Secondly, they had to establish that there were reasonable grounds for suspecting insolvency. The court stressed that suspicion does not require certainty for this element to be established, and the inability to pay creditors on time and dependence on related-party funding in circumstances where insufficient funds were being advanced were clear warning signs.

Finally, the liquidator had to establish that Anthony Azizi failed to prevent Trinco from incurring those debts. The court noted that he had ultimate control over the company and could have stopped Trinco from entering new contracts, but instead allowed the company to continue trading, which exposed its creditors to further risk.

The court concluded that a reasonable person in this position would have been aware of suspected insolvency. Despite this, Trinco continued to incur obligations to subcontractors and suppliers, while relying entirely on Trinity for funding. This strategy effectively shifted financial risk onto unsuspecting creditors.

Security interests

To be liable under section 588M of the act, a debt must be wholly or partly unsecured, or does not have an asset pledged as collateral, when the loss was incurred. The court’s decision confirms that this assessment occurs when the section 588M claim is being resolved, and not when the debt was originally due.

As a result, if a creditor has surrendered its security under s 554E of the act as proof of a winding-up of a company, the debt is considered unsecured for the purposes of recovery against directors.

In this case, most creditors had surrendered their security interests, allowing their debts to qualify for the claim under section 588M of the act. However, one claim failed because its personal property securities register (PPSR) registration remained in place and the creditor had not elected to surrender or realise its security.

For practitioners and liquidators, this decision highlights several important factors to consider:

Identify de facto directors early

Do not rely solely on ASIC records to determine who the insolvent company’s directors are. Liquidators must investigate who ultimately makes management decisions. These individuals may be de facto directors and could be liable under s 588M of the act if the company has traded whilst insolvent.

Build a detailed evidentiary trail

Courts require precision. For each debt, confirm when it was incurred, that it falls within the relevant period, that it was wholly or partly unsecured at the time of loss and use proofs of debt, accounting records, and contemporaneous documentation.

Prove insolvency and suspicion objectively

Gather evidence of payment delays, reliance on related-party funding, and inability to meet obligations.
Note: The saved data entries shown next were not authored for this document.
//! Core library translating Amazon Elastic Transcoder settings into AWS
//! Elemental MediaConvert settings.
//!
//! The crate loads source job, pipeline and preset documents, translates them
//! into MediaConvert job, job template or output preset documents, and records
//! every lossy or approximated decision as a path-tagged diagnostic.
//!
//! ## Usage Example
//!
//! ```rust,no_run
//! use ets2emc_core::config::ConvertConfigBuilder;
//! use ets2emc_core::source::{load_job, load_pipeline, load_preset, JobSource, PresetTable};
//! use ets2emc_core::translate::{job::render_job, translate_job};
//!
//! # fn main() -> ets2emc_core::CoreResult<()> {
//! let job = load_job(&std::fs::read_to_string("job.json")?)?;
//! let pipeline = load_pipeline(&std::fs::read_to_string("pipeline.json")?)?;
//! let presets: PresetTable = [load_preset(&std::fs::read_to_string("preset.json")?)?]
//!     .into_iter()
//!     .collect();
//!
//! let config = ConvertConfigBuilder::new()
//!     .role_arn("arn:aws:iam::123456789012:role/MediaConvert")
//!     .build();
//! let source = JobSource::new(job, pipeline, presets)?;
//! let (document, diagnostics) = translate_job(&source, &config);
//!
//! eprintln!("{}", diagnostics.format());
//! println!("{}", render_job(&document, &source.job, &config)?);
//! # Ok(())
//! # }
//! ```

pub mod config;
pub mod diagnostics;
pub mod error;
pub mod json;
pub mod logging;
pub mod path;
pub mod source;
pub mod target;
pub mod translate;

// Re-exports for public API
pub use config::{ConvertConfig, ConvertConfigBuilder};
pub use diagnostics::{Diagnostic, Diagnostics, Level};
pub use error::{CoreError, CoreResult};
pub use path::Path;
pub use source::{JobSource, PresetTable, load_job, load_pipeline, load_preset};
pub use translate::{translate_job, translate_preset};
Expert solvency reports should address the date of insolvency.

Check security status before filing

Under s 588M(1)(c) of the act, debts qualify only if security is surrendered during winding-up. Confirm PPSR status and obtain evidence of surrender or valuation under s 554E of the act.

Scrutinise group structures

Inter-company arrangements without formal agreements increase risk. Map funding flows and governance lines to show how liabilities were incurred and who controlled decisions.

Document every step

Courts expect contemporaneous records, such as MYOB or Xero entries, PPSR searches, correspondence with creditors, and evidence of security surrender. Unsupported assumptions will not survive judicial scrutiny.